#### Material supplied:
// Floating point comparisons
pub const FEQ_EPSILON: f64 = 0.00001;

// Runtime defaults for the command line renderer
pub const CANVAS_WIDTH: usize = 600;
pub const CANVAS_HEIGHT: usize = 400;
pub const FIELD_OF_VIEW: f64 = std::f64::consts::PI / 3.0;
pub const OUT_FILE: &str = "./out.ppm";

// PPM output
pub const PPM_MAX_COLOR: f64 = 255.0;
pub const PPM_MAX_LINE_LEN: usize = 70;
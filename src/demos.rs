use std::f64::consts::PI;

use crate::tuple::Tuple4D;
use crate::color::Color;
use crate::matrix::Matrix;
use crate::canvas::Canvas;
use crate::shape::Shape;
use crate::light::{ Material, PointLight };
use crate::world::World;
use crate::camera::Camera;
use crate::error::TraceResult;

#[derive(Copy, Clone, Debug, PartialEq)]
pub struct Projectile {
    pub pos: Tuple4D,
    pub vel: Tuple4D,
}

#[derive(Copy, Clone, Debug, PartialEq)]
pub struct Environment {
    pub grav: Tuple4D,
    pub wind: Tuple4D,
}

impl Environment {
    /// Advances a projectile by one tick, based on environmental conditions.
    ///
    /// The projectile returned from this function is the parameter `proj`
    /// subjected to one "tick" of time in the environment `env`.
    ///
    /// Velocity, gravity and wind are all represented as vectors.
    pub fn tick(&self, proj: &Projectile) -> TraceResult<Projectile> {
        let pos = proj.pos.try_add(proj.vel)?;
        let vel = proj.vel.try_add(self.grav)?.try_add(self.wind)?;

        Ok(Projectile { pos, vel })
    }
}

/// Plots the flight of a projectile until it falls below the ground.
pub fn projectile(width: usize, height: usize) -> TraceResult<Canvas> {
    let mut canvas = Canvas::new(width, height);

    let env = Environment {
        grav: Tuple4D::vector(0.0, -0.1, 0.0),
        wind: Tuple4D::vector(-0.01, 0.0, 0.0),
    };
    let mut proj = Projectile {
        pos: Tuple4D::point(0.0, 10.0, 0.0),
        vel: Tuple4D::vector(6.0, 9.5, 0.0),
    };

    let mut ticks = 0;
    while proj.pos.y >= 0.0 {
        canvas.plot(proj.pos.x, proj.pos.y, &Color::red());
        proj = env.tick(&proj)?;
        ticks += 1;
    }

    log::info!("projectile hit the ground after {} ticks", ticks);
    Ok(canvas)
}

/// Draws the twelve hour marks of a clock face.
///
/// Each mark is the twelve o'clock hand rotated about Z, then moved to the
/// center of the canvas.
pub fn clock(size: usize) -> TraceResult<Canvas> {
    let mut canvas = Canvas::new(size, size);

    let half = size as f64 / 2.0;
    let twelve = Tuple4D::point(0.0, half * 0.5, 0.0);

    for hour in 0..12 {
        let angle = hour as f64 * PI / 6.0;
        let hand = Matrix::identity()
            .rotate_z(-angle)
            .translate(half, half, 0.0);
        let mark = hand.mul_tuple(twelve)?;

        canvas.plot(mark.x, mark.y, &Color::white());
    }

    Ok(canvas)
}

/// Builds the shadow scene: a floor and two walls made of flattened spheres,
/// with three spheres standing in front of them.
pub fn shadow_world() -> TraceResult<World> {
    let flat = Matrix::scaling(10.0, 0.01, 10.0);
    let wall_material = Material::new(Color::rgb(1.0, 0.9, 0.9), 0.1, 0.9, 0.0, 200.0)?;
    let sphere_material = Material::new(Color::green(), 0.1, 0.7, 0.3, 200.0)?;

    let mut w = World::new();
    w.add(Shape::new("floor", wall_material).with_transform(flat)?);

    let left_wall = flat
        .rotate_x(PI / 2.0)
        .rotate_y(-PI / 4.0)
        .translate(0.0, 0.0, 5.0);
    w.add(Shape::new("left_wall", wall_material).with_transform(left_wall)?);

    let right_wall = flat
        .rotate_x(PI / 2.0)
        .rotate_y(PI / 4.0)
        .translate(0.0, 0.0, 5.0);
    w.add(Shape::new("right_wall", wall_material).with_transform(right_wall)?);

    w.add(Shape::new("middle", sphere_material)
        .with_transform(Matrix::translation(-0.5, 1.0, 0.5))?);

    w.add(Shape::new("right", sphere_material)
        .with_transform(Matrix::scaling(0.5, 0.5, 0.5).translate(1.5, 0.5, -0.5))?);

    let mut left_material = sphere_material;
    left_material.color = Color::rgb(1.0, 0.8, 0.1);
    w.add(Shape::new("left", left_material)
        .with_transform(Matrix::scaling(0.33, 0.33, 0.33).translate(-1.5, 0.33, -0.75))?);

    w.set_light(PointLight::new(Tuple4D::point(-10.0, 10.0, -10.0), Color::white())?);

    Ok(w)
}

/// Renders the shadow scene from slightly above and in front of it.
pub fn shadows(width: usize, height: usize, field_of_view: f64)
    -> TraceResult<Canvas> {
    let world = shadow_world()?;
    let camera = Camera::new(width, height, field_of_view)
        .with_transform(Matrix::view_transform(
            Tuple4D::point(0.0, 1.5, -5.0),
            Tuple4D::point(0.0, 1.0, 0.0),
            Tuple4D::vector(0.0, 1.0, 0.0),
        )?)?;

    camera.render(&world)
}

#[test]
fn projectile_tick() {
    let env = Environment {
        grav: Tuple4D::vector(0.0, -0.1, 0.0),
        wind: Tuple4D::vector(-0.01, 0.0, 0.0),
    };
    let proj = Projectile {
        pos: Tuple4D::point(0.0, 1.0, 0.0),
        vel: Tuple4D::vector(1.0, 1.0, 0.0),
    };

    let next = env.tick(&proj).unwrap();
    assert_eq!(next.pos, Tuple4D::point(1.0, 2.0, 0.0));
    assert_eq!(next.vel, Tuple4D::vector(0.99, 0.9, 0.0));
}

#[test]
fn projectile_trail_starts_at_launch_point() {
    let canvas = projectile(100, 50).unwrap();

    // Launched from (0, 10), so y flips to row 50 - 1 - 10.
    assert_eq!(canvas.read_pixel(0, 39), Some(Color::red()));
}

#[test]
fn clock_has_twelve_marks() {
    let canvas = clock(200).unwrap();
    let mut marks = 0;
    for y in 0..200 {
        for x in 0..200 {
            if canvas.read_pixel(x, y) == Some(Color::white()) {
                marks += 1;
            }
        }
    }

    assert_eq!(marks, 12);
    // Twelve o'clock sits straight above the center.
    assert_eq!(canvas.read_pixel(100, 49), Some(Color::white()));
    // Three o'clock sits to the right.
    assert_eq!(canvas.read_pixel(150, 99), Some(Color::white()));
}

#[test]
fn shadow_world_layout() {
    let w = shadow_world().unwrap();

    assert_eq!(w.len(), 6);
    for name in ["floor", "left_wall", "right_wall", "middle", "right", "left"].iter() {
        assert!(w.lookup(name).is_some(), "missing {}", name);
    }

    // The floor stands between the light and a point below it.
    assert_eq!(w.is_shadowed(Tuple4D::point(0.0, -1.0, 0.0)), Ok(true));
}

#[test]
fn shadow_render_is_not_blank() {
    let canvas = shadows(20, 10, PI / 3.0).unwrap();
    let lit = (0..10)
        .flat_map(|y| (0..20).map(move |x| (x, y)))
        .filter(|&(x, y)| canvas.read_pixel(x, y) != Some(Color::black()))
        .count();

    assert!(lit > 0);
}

---

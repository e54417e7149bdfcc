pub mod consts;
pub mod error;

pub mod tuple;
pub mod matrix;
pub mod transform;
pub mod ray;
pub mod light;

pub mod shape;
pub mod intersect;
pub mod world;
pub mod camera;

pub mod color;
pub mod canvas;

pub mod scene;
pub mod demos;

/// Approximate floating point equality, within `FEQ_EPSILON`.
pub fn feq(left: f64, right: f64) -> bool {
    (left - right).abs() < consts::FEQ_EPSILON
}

#### Exercise:
Where a line in the entries holds the word "above", copy that line.

#### Solution:
/// Renders the shadow scene from slightly above and in front of it.
    // Twelve o'clock sits straight above the center.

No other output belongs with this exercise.